§ **TASK DESCRIPTION**: Please copy out every line of the listing below in which the word "holding" appears.

§ **RECORDS FOR THIS TASK**:
= = = = =

use log::{debug, info, warn};

use crate::alloc::{bitmap_of, bitmap_of_mut, FirstFit};
use crate::error::{DfsError, Result};
use crate::fragment;
use crate::node::{self, EntryChain, NodeEntry, NodeMeta, NodeSummary};
use crate::sb::{self, Header, VolumeInfo, ROOT_NAME};
use crate::{DEFAULT_DISK_SIZE, DEFAULT_GRANULARITY};

/// Geometry used when formatting an image.
#[derive(Debug, Clone, Copy, PartialEq)]
pub struct FormatOptions {
    /// Partition size in bytes, a multiple of 4096.
    pub partition_size: u64,
    /// Bytes tracked by one bitmap bit.
    pub granularity: u16,
}

impl Default for FormatOptions {
    fn default() -> Self {
        Self {
            partition_size: DEFAULT_DISK_SIZE,
            granularity: DEFAULT_GRANULARITY,
        }
    }
}

impl FormatOptions {
    /// Checks the geometry without touching any image. Fails with
    /// [`DfsError::InvalidGeometry`] exactly when [`format`] would.
    pub fn validate(&self) -> Result<()> {
        Header::for_partition(self.partition_size, self.granularity).map(|_| ())
    }

    /// Formats `buf` with this geometry, see [`format`].
    pub fn format(&self, buf: &mut [u8]) -> Result<()> {
        format(buf, self.partition_size, self.granularity)
    }
}

/// Initializes an empty volume at the start of `buf`.
///
/// # Layout
/// ==================================================================
/// | Header (27 bytes) | Bitmap | padding | Root entry | free .. |
/// ==================================================================
///
/// The root entry starts on the first granule boundary behind the bitmap.
/// Every granule up to and including the one holding the end of the root
/// entry is marked used.
pub fn format(buf: &mut [u8], partition_size: u64, granularity: u16) -> Result<()> {
    let header = Header::for_partition(partition_size, granularity)?;
    if (buf.len() as u64) < partition_size {
        return Err(DfsError::BufferTooSmall {
            required: partition_size,
            actual: buf.len() as u64,
        });
    }
    let vol = &mut buf[..partition_size as usize];

    header.write(vol)?;
    let mut bitmap = bitmap_of_mut(&header, vol);
    bitmap.clear();
    for granule in 0..header.reserved_granules() {
        bitmap.set_reserved(granule);
    }

    NodeEntry::new(ROOT_NAME, NodeMeta::root()).write(vol, header.root_offset)?;

    info!(
        "formatted {} bytes: {} granules of {}, bitmap of {} bytes, root at +{}",
        partition_size,
        header.granules(),
        granularity,
        header.bitmap_len(),
        header.root_offset
    );
    Ok(())
}

/// Decodes the header of the volume in `buf`.
pub fn info(buf: &[u8]) -> Result<VolumeInfo> {
    let (header, range) = sb::open(buf)?;
    let volume_offset = range.start;
    let vol = &buf[range];
    Ok(VolumeInfo {
        volume_offset,
        version_major: header.version_major(),
        version_minor: header.version_minor(),
        root_offset: header.root_offset,
        granularity: header.bitmap_granularity,
        partition_size: header.partition_bytes(),
        mirror_partition: header.mirror_partition,
        first_journal_block: header.first_journal_block,
        granules: header.granules(),
        free_granules: bitmap_of(&header, vol).free_count(),
    })
}

/// Lists the catalog of the volume in `buf`, root entry first.
///
/// The signature and header are checked up front. The chain itself is walked
/// lazily; a broken link surfaces as a [`DfsError::CorruptChain`] item, after
/// which the iterator ends. Call `list` again to start over from the root.
pub fn list(buf: &[u8]) -> Result<Entries<'_>> {
    let (header, range) = sb::open(buf)?;
    Ok(Entries {
        chain: EntryChain::new(&header, &buf[range]),
    })
}

/// Iterator over the entries of a volume, see [`list`].
pub struct Entries<'a> {
    chain: EntryChain<'a>,
}

impl<'a> Iterator for Entries<'a> {
    type Item = Result<NodeSummary>;

    fn next(&mut self) -> Option<Self::Item> {
        self.chain
            .next()
            .map(|entry| entry.map(|entry| entry.summary()))
    }
}

/// Appends a file named `name` holding `content`, stamped with the current
/// time and default permissions.
pub fn append(buf: &mut [u8], name: &str, content: &[u8]) -> Result<()> {
    append_with(buf, name, content, &NodeMeta::now())
}

/// Appends a file with caller supplied attributes.
///
/// All granules are allocated before anything is written. If the bitmap runs
/// out part way, the granules taken so far are released again and the buffer
/// is left exactly as it was. The new entry only becomes reachable when the
/// old tail is linked to it, which happens last.
pub fn append_with(buf: &mut [u8], name: &str, content: &[u8], meta: &NodeMeta) -> Result<()> {
    let (header, range) = sb::open(buf)?;
    let vol = &mut buf[range];
    node::validate_name(name, header.granularity())?;

    let mut tail = None;
    for entry in EntryChain::new(&header, vol) {
        let entry = entry?;
        if entry.name == name.as_bytes() {
            return Err(DfsError::AlreadyExists(name.to_string()));
        }
        tail = Some(entry.offset);
    }
    let tail = tail.ok_or_else(|| DfsError::corrupt(header.root_offset, "empty entry chain"))?;

    let capacity = fragment::payload_capacity(header.granularity());
    let needed = 1 + fragment::fragments_needed(content.len(), capacity);
    let mut offsets = Vec::with_capacity(needed);
    {
        let mut alloc = FirstFit::for_volume(&header, vol);
        for _ in 0..needed {
            match alloc.allocate() {
                Ok(granule) => offsets.push(granule * header.granularity()),
                Err(err) => {
                    warn!(
                        "appending {:?} needs {} granules, got {} before: {}",
                        name,
                        needed,
                        offsets.len(),
                        err
                    );
                    alloc.rollback();
                    return Err(err);
                }
            }
        }
    }

    let (entry_offset, fragments) = offsets.split_at(1);
    let entry_offset = entry_offset[0];
    fragment::write_chain(vol, fragments, content, capacity)?;

    let mut entry = NodeEntry::new(name, *meta);
    entry.fragment = fragments.first().copied().unwrap_or(0);
    entry.file_size = content.len() as u64;
    entry.write(vol, entry_offset)?;

    node::link(vol, tail, entry_offset)?;
    debug!("linked entry at {} behind {}", entry_offset, tail);
    info!(
        "appended {:?}: {} bytes in {} fragments",
        name,
        content.len(),
        fragments.len()
    );
    Ok(())
}

/// Reads back the content of the file named `name`, verifying the checksum
/// of every fragment.
pub fn read_file(buf: &[u8], name: &str) -> Result<Vec<u8>> {
    let (header, range) = sb::open(buf)?;
    let vol = &buf[range];
    for entry in EntryChain::new(&header, vol) {
        let entry = entry?;
        if entry.name == name.as_bytes() {
            return fragment::read_chain(&header, vol, entry.fragment, entry.file_size);
        }
    }
    Err(DfsError::DoesNotExist(name.to_string()))
}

= = = = =

§ **RESULT BELOW**:
/// Every granule up to and including the one holding the end of the root
/// Appends a file named `name` holding `content`, stamped with the current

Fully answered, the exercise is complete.